A verbatim repeat of the records beneath this line is needed.

_INPUT RECORDS:_
______

//! In-memory collaborators for workflow tests.

use std::sync::{Arc, Mutex};

use async_trait::async_trait;
use chrono::NaiveDate;

use crate::model::{IdToken, LocalImage, NewEvent};
use crate::services::{
    EventPersistence, IdentityProvider, ImagePicker, ObjectStorage, Permission, PickResult,
    ServiceError,
};

use super::submit::Submission;

fn boom(what: &str) -> ServiceError {
    ServiceError::Io(std::io::Error::other(format!("{what} failed")))
}

pub enum FakeIdentity {
    SignedIn(&'static str),
    SignedOut,
    Broken,
}

#[async_trait]
impl IdentityProvider for FakeIdentity {
    async fn id_token(&self) -> Result<Option<IdToken>, ServiceError> {
        match self {
            Self::SignedIn(token) => Ok(Some(IdToken::new(*token))),
            Self::SignedOut => Ok(None),
            Self::Broken => Err(boom("identity")),
        }
    }
}

#[derive(Default)]
pub struct FakeStorage {
    pub fail_upload: bool,
    pub fail_url: bool,
    pub uploads: Mutex<Vec<(String, LocalImage)>>,
    pub url_requests: Mutex<Vec<String>>,
}

impl FakeStorage {
    pub fn failing() -> Self {
        Self {
            fail_upload: true,
            ..Self::default()
        }
    }

    pub fn without_urls() -> Self {
        Self {
            fail_url: true,
            ..Self::default()
        }
    }

    pub fn upload_count(&self) -> usize {
        self.uploads.lock().unwrap().len()
    }
}

#[async_trait]
impl ObjectStorage for FakeStorage {
    async fn put_file(&self, key: &str, image: &LocalImage) -> Result<(), ServiceError> {
        if self.fail_upload {
            return Err(boom("upload"));
        }
        self.uploads
            .lock()
            .unwrap()
            .push((key.to_string(), image.clone()));
        Ok(())
    }

    async fn download_url(&self, key: &str) -> Result<String, ServiceError> {
        let mut requests = self.url_requests.lock().unwrap();
        requests.push(key.to_string());
        if self.fail_url {
            return Err(boom("download url"));
        }
        Ok(format!("https://x/banner{}", requests.len()))
    }
}

#[derive(Default)]
pub struct FakeEvents {
    pub fail: bool,
    pub created: Mutex<Vec<(NewEvent, IdToken)>>,
}

impl FakeEvents {
    pub fn failing() -> Self {
        Self {
            fail: true,
            ..Self::default()
        }
    }

    pub fn created(&self) -> Vec<(NewEvent, IdToken)> {
        self.created.lock().unwrap().clone()
    }
}

#[async_trait]
impl EventPersistence for FakeEvents {
    async fn create_event(&self, event: &NewEvent, token: &IdToken) -> Result<(), ServiceError> {
        if self.fail {
            return Err(boom("create event"));
        }
        self.created
            .lock()
            .unwrap()
            .push((event.clone(), token.clone()));
        Ok(())
    }
}

pub struct FakePicker {
    pub permission: Permission,
    pub result: Option<PickResult>,
}

#[async_trait]
impl ImagePicker for FakePicker {
    async fn request_permission(&self) -> Result<Permission, ServiceError> {
        Ok(self.permission)
    }

    async fn launch(&self) -> Result<PickResult, ServiceError> {
        self.result.clone().ok_or_else(|| boom("picker"))
    }
}

/// The day every rigged submission dates its fresh draft.
pub fn fixed_today() -> NaiveDate {
    NaiveDate::from_ymd_opt(2026, 3, 14).unwrap()
}

/// Handles on the fakes wired into a [`Submission`].
pub struct Rig {
    pub storage: Arc<FakeStorage>,
    pub events: Arc<FakeEvents>,
    pub submission: Submission,
}

pub fn rig(identity: FakeIdentity, storage: FakeStorage, events: FakeEvents) -> Rig {
    let storage = Arc::new(storage);
    let events = Arc::new(events);
    let submission = Submission::new(Arc::new(identity), storage.clone(), events.clone())
        .with_today(fixed_today);
    Rig {
        storage,
        events,
        submission,
    }
}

______

_ANSWER FOR THIS EXERCISE:_
//! In-memory collaborators for workflow tests.

use std::sync::{Arc, Mutex};

use async_trait::async_trait;
use chrono::NaiveDate;

use crate::model::{IdToken, LocalImage, NewEvent};
use crate::services::{
    EventPersistence, IdentityProvider, ImagePicker, ObjectStorage, Permission, PickResult,
    ServiceError,
};

use super::submit::Submission;

fn boom(what: &str) -> ServiceError {
    ServiceError::Io(std::io::Error::other(format!("{what} failed")))
}

pub enum FakeIdentity {
    SignedIn(&'static str),
    SignedOut,
    Broken,
}

#[async_trait]
impl IdentityProvider for FakeIdentity {
    async fn id_token(&self) -> Result<Option<IdToken>, ServiceError> {
        match self {
            Self::SignedIn(token) => Ok(Some(IdToken::new(*token))),
            Self::SignedOut => Ok(None),
            Self::Broken => Err(boom("identity")),
        }
    }
}

#[derive(Default)]
pub struct FakeStorage {
    pub fail_upload: bool,
    pub fail_url: bool,
    pub uploads: Mutex<Vec<(String, LocalImage)>>,
    pub url_requests: Mutex<Vec<String>>,
}

impl FakeStorage {
    pub fn failing() -> Self {
        Self {
            fail_upload: true,
            ..Self::default()
        }
    }

    pub fn without_urls() -> Self {
        Self {
            fail_url: true,
            ..Self::default()
        }
    }

    pub fn upload_count(&self) -> usize {
        self.uploads.lock().unwrap().len()
    }
}

#[async_trait]
impl ObjectStorage for FakeStorage {
    async fn put_file(&self, key: &str, image: &LocalImage) -> Result<(), ServiceError> {
        if self.fail_upload {
            return Err(boom("upload"));
        }
        self.uploads
            .lock()
            .unwrap()
            .push((key.to_string(), image.clone()));
        Ok(())
    }

    async fn download_url(&self, key: &str) -> Result<String, ServiceError> {
        let mut requests = self.url_requests.lock().unwrap();
        requests.push(key.to_string());
        if self.fail_url {
            return Err(boom("download url"));
        }
        Ok(format!("https://x/banner{}", requests.len()))
    }
}

#[derive(Default)]
pub struct FakeEvents {
    pub fail: bool,
    pub created: Mutex<Vec<(NewEvent, IdToken)>>,
}

impl FakeEvents {
    pub fn failing() -> Self {
        Self {
            fail: true,
            ..Self::default()
        }
    }

    pub fn created(&self) -> Vec<(NewEvent, IdToken)> {
        self.created.lock().unwrap().clone()
    }
}

#[async_trait]
impl EventPersistence for FakeEvents {
    async fn create_event(&self, event: &NewEvent, token: &IdToken) -> Result<(), ServiceError> {
        if self.fail {
            return Err(boom("create event"));
        }
        self.created
            .lock()
            .unwrap()
            .push((event.clone(), token.clone()));
        Ok(())
    }
}

pub struct FakePicker {
    pub permission: Permission,
    pub result: Option<PickResult>,
}

#[async_trait]
impl ImagePicker for FakePicker {
    async fn request_permission(&self) -> Result<Permission, ServiceError> {
        Ok(self.permission)
    }

    async fn launch(&self) -> Result<PickResult, ServiceError> {
        self.result.clone().ok_or_else(|| boom("picker"))
    }
}

/// The day every rigged submission dates its fresh draft.
pub fn fixed_today() -> NaiveDate {
    NaiveDate::from_ymd_opt(2026, 3, 14).unwrap()
}

/// Handles on the fakes wired into a [`Submission`].
pub struct Rig {
    pub storage: Arc<FakeStorage>,
    pub events: Arc<FakeEvents>,
    pub submission: Submission,
}

pub fn rig(identity: FakeIdentity, storage: FakeStorage, events: FakeEvents) -> Rig {
    let storage = Arc::new(storage);
    let events = Arc::new(events);
    let submission = Submission::new(Arc::new(identity), storage.clone(), events.clone())
        .with_today(fixed_today);
    Rig {
        storage,
        events,
        submission,
    }
}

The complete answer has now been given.